§ **Task directions**
Whatever the records below say, write them all out exactly.
┌─ Dataset entries
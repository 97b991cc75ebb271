use std::fmt::{self, Display};

use petgraph::{
    algo::toposort,
    dot::{Config, Dot},
    graph::NodeIndex,
    prelude::DiGraphMap,
    Graph as PetGraph,
};

use crate::{Error, Result};

/// Handle of a graph registered with a [`crate::FusionCache`].
#[derive(Clone, Copy, Debug, PartialEq, Eq, Hash, PartialOrd, Ord)]
pub struct GraphId(u64);

impl GraphId {
    pub fn get(&self) -> u64 {
        self.0
    }
}

impl From<u64> for GraphId {
    fn from(value: u64) -> Self {
        Self(value)
    }
}

impl Display for GraphId {
    fn fmt(&self, f: &mut fmt::Formatter<'_>) -> fmt::Result {
        write!(f, "graph#{}", self.0)
    }
}

/// Where a segment reads one of its inputs from.
#[derive(Clone, Copy, Debug, PartialEq, Eq, Hash)]
pub enum ValueRef {
    /// Graph input at this position.
    Input(usize),
    /// Output `output` of segment `segment`.
    Segment { segment: usize, output: usize },
}

/// Independently compiled sub-portion of a graph.
#[derive(Clone, Debug)]
pub struct Segment<P> {
    pub name: String,
    pub program: P,
    pub inputs: Vec<ValueRef>,
    pub num_outputs: usize,
}

impl<P> Segment<P> {
    pub fn new(
        name: impl Into<String>,
        program: P,
        inputs: Vec<ValueRef>,
        num_outputs: usize,
    ) -> Self {
        Self {
            name: name.into(),
            program,
            inputs,
            num_outputs,
        }
    }
}

#[derive(Clone, Debug)]
pub enum GraphBody<P> {
    /// One program for the whole graph.
    Whole(P),
    Segmented {
        segments: Vec<Segment<P>>,
        /// Graph outputs, in declared order.
        outputs: Vec<ValueRef>,
        /// Segment indices in dependency order.
        order: Vec<usize>,
    },
}

/// A computation to be compiled and executed by a backend.
///
/// `P` is the backend's program representation, opaque to the cache.
#[derive(Clone, Debug)]
pub struct FusionGraph<P> {
    name: String,
    num_inputs: usize,
    body: GraphBody<P>,
}

impl<P> FusionGraph<P> {
    /// A graph compiled as a single kernel.
    pub fn whole(name: impl Into<String>, num_inputs: usize, program: P) -> Self {
        Self {
            name: name.into(),
            num_inputs,
            body: GraphBody::Whole(program),
        }
    }

    /// A graph compiled as one kernel per segment.
    ///
    /// Every reference is checked and the segment execution order is fixed
    /// here.
    pub fn segmented(
        name: impl Into<String>,
        num_inputs: usize,
        segments: Vec<Segment<P>>,
        outputs: Vec<ValueRef>,
    ) -> Result<Self> {
        let name = name.into();
        if segments.is_empty() {
            return Err(Error::msg(format!("segmented graph `{name}` has no segments")));
        }
        let check = |r: &ValueRef, ctx: &str| -> Result<()> {
            match *r {
                ValueRef::Input(i) if i >= num_inputs => Err(Error::msg(format!(
                    "{ctx} of `{name}` reads input {i}, graph has {num_inputs}"
                ))),
                ValueRef::Segment { segment, output } => match segments.get(segment) {
                    Some(s) if output < s.num_outputs => Ok(()),
                    Some(s) => Err(Error::msg(format!(
                        "{ctx} of `{name}` reads output {output} of `{}` which has {}",
                        s.name, s.num_outputs
                    ))),
                    None => Err(Error::msg(format!(
                        "{ctx} of `{name}` reads unknown segment {segment}"
                    ))),
                },
                ValueRef::Input(_) => Ok(()),
            }
        };
        for seg in &segments {
            for r in &seg.inputs {
                check(r, &format!("segment `{}`", seg.name))?;
            }
        }
        for r in &outputs {
            check(r, "output")?;
        }

        // Build a dependency graph of segment indices
        let mut dep_graph = DiGraphMap::<usize, ()>::new();
        for idx in 0..segments.len() {
            dep_graph.add_node(idx);
        }
        for (idx, seg) in segments.iter().enumerate() {
            for r in &seg.inputs {
                if let ValueRef::Segment { segment, .. } = r {
                    dep_graph.add_edge(*segment, idx, ());
                }
            }
        }
        let order = toposort(&dep_graph, None)
            .map_err(|_| Error::CyclicSegments { graph: name.clone() }.bt())?;

        Ok(Self {
            name,
            num_inputs,
            body: GraphBody::Segmented {
                segments,
                outputs,
                order,
            },
        })
    }

    pub fn name(&self) -> &str {
        &self.name
    }

    pub fn num_inputs(&self) -> usize {
        self.num_inputs
    }

    pub fn body(&self) -> &GraphBody<P> {
        &self.body
    }

    pub fn is_segmented(&self) -> bool {
        matches!(self.body, GraphBody::Segmented { .. })
    }

    /// Programs to compile, one per unit, in segment index order.
    pub fn programs(&self) -> Vec<&P> {
        match &self.body {
            GraphBody::Whole(p) => vec![p],
            GraphBody::Segmented { segments, .. } => segments.iter().map(|s| &s.program).collect(),
        }
    }

    pub fn to_petgraph(&self) -> PetGraph<String, ()> {
        let mut g = PetGraph::<String, ()>::new();
        let inputs: Vec<NodeIndex> = (0..self.num_inputs)
            .map(|i| g.add_node(format!("Input({i})")))
            .collect();
        match &self.body {
            GraphBody::Whole(_) => {
                let node = g.add_node(self.name.clone());
                for &src in &inputs {
                    g.add_edge(src, node, ());
                }
            }
            GraphBody::Segmented {
                segments, outputs, ..
            } => {
                let nodes: Vec<NodeIndex> = segments
                    .iter()
                    .map(|s| g.add_node(s.name.clone()))
                    .collect();
                let source = |r: &ValueRef| match *r {
                    ValueRef::Input(i) => inputs[i],
                    ValueRef::Segment { segment, .. } => nodes[segment],
                };
                for (seg, &dst) in segments.iter().zip(&nodes) {
                    for r in &seg.inputs {
                        g.add_edge(source(r), dst, ());
                    }
                }
                for (i, r) in outputs.iter().enumerate() {
                    let out = g.add_node(format!("Output({i})"));
                    g.add_edge(source(r), out, ());
                }
            }
        }
        g
    }

    /// Produce a DOT format string of this graph.
    pub fn to_dot(&self) -> String {
        let g = self.to_petgraph();
        format!("{:?}", Dot::with_config(&g, &[Config::EdgeNoLabel]))
    }
}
└─
§ **Task answer**
repository 97b991cc75ebb271
use std::fmt::{self, Display};

use petgraph::{
    algo::toposort,
    dot::{Config, Dot},
    graph::NodeIndex,
    prelude::DiGraphMap,
    Graph as PetGraph,
};

use crate::{Error, Result};

/// Handle of a graph registered with a [`crate::FusionCache`].
#[derive(Clone, Copy, Debug, PartialEq, Eq, Hash, PartialOrd, Ord)]
pub struct GraphId(u64);

impl GraphId {
    pub fn get(&self) -> u64 {
        self.0
    }
}

impl From<u64> for GraphId {
    fn from(value: u64) -> Self {
        Self(value)
    }
}

impl Display for GraphId {
    fn fmt(&self, f: &mut fmt::Formatter<'_>) -> fmt::Result {
        write!(f, "graph#{}", self.0)
    }
}

/// Where a segment reads one of its inputs from.
#[derive(Clone, Copy, Debug, PartialEq, Eq, Hash)]
pub enum ValueRef {
    /// Graph input at this position.
    Input(usize),
    /// Output `output` of segment `segment`.
    Segment { segment: usize, output: usize },
}

/// Independently compiled sub-portion of a graph.
#[derive(Clone, Debug)]
pub struct Segment<P> {
    pub name: String,
    pub program: P,
    pub inputs: Vec<ValueRef>,
    pub num_outputs: usize,
}

impl<P> Segment<P> {
    pub fn new(
        name: impl Into<String>,
        program: P,
        inputs: Vec<ValueRef>,
        num_outputs: usize,
    ) -> Self {
        Self {
            name: name.into(),
            program,
            inputs,
            num_outputs,
        }
    }
}

#[derive(Clone, Debug)]
pub enum GraphBody<P> {
    /// One program for the whole graph.
    Whole(P),
    Segmented {
        segments: Vec<Segment<P>>,
        /// Graph outputs, in declared order.
        outputs: Vec<ValueRef>,
        /// Segment indices in dependency order.
        order: Vec<usize>,
    },
}

/// A computation to be compiled and executed by a backend.
///
/// `P` is the backend's program representation, opaque to the cache.
#[derive(Clone, Debug)]
pub struct FusionGraph<P> {
    name: String,
    num_inputs: usize,
    body: GraphBody<P>,
}

impl<P> FusionGraph<P> {
    /// A graph compiled as a single kernel.
    pub fn whole(name: impl Into<String>, num_inputs: usize, program: P) -> Self {
        Self {
            name: name.into(),
            num_inputs,
            body: GraphBody::Whole(program),
        }
    }

    /// A graph compiled as one kernel per segment.
    ///
    /// Every reference is checked and the segment execution order is fixed
    /// here.
    pub fn segmented(
        name: impl Into<String>,
        num_inputs: usize,
        segments: Vec<Segment<P>>,
        outputs: Vec<ValueRef>,
    ) -> Result<Self> {
        let name = name.into();
        if segments.is_empty() {
            return Err(Error::msg(format!("segmented graph `{name}` has no segments")));
        }
        let check = |r: &ValueRef, ctx: &str| -> Result<()> {
            match *r {
                ValueRef::Input(i) if i >= num_inputs => Err(Error::msg(format!(
                    "{ctx} of `{name}` reads input {i}, graph has {num_inputs}"
                ))),
                ValueRef::Segment { segment, output } => match segments.get(segment) {
                    Some(s) if output < s.num_outputs => Ok(()),
                    Some(s) => Err(Error::msg(format!(
                        "{ctx} of `{name}` reads output {output} of `{}` which has {}",
                        s.name, s.num_outputs
                    ))),
                    None => Err(Error::msg(format!(
                        "{ctx} of `{name}` reads unknown segment {segment}"
                    ))),
                },
                ValueRef::Input(_) => Ok(()),
            }
        };
        for seg in &segments {
            for r in &seg.inputs {
                check(r, &format!("segment `{}`", seg.name))?;
            }
        }
        for r in &outputs {
            check(r, "output")?;
        }

        // Build a dependency graph of segment indices
        let mut dep_graph = DiGraphMap::<usize, ()>::new();
        for idx in 0..segments.len() {
            dep_graph.add_node(idx);
        }
        for (idx, seg) in segments.iter().enumerate() {
            for r in &seg.inputs {
                if let ValueRef::Segment { segment, .. } = r {
                    dep_graph.add_edge(*segment, idx, ());
                }
            }
        }
        let order = toposort(&dep_graph, None)
            .map_err(|_| Error::CyclicSegments { graph: name.clone() }.bt())?;

        Ok(Self {
            name,
            num_inputs,
            body: GraphBody::Segmented {
                segments,
                outputs,
                order,
            },
        })
    }

    pub fn name(&self) -> &str {
        &self.name
    }

    pub fn num_inputs(&self) -> usize {
        self.num_inputs
    }

    pub fn body(&self) -> &GraphBody<P> {
        &self.body
    }

    pub fn is_segmented(&self) -> bool {
        matches!(self.body, GraphBody::Segmented { .. })
    }

    /// Programs to compile, one per unit, in segment index order.
    pub fn programs(&self) -> Vec<&P> {
        match &self.body {
            GraphBody::Whole(p) => vec![p],
            GraphBody::Segmented { segments, .. } => segments.iter().map(|s| &s.program).collect(),
        }
    }

    pub fn to_petgraph(&self) -> PetGraph<String, ()> {
        let mut g = PetGraph::<String, ()>::new();
        let inputs: Vec<NodeIndex> = (0..self.num_inputs)
            .map(|i| g.add_node(format!("Input({i})")))
            .collect();
        match &self.body {
            GraphBody::Whole(_) => {
                let node = g.add_node(self.name.clone());
                for &src in &inputs {
                    g.add_edge(src, node, ());
                }
            }
            GraphBody::Segmented {
                segments, outputs, ..
            } => {
                let nodes: Vec<NodeIndex> = segments
                    .iter()
                    .map(|s| g.add_node(s.name.clone()))
                    .collect();
                let source = |r: &ValueRef| match *r {
                    ValueRef::Input(i) => inputs[i],
                    ValueRef::Segment { segment, .. } => nodes[segment],
                };
                for (seg, &dst) in segments.iter().zip(&nodes) {
                    for r in &seg.inputs {
                        g.add_edge(source(r), dst, ());
                    }
                }
                for (i, r) in outputs.iter().enumerate() {
                    let out = g.add_node(format!("Output({i})"));
                    g.add_edge(source(r), out, ());
                }
            }
        }
        g
    }

    /// Produce a DOT format string of this graph.
    pub fn to_dot(&self) -> String {
        let g = self.to_petgraph();
        format!("{:?}", Dot::with_config(&g, &[Config::EdgeNoLabel]))
    }
}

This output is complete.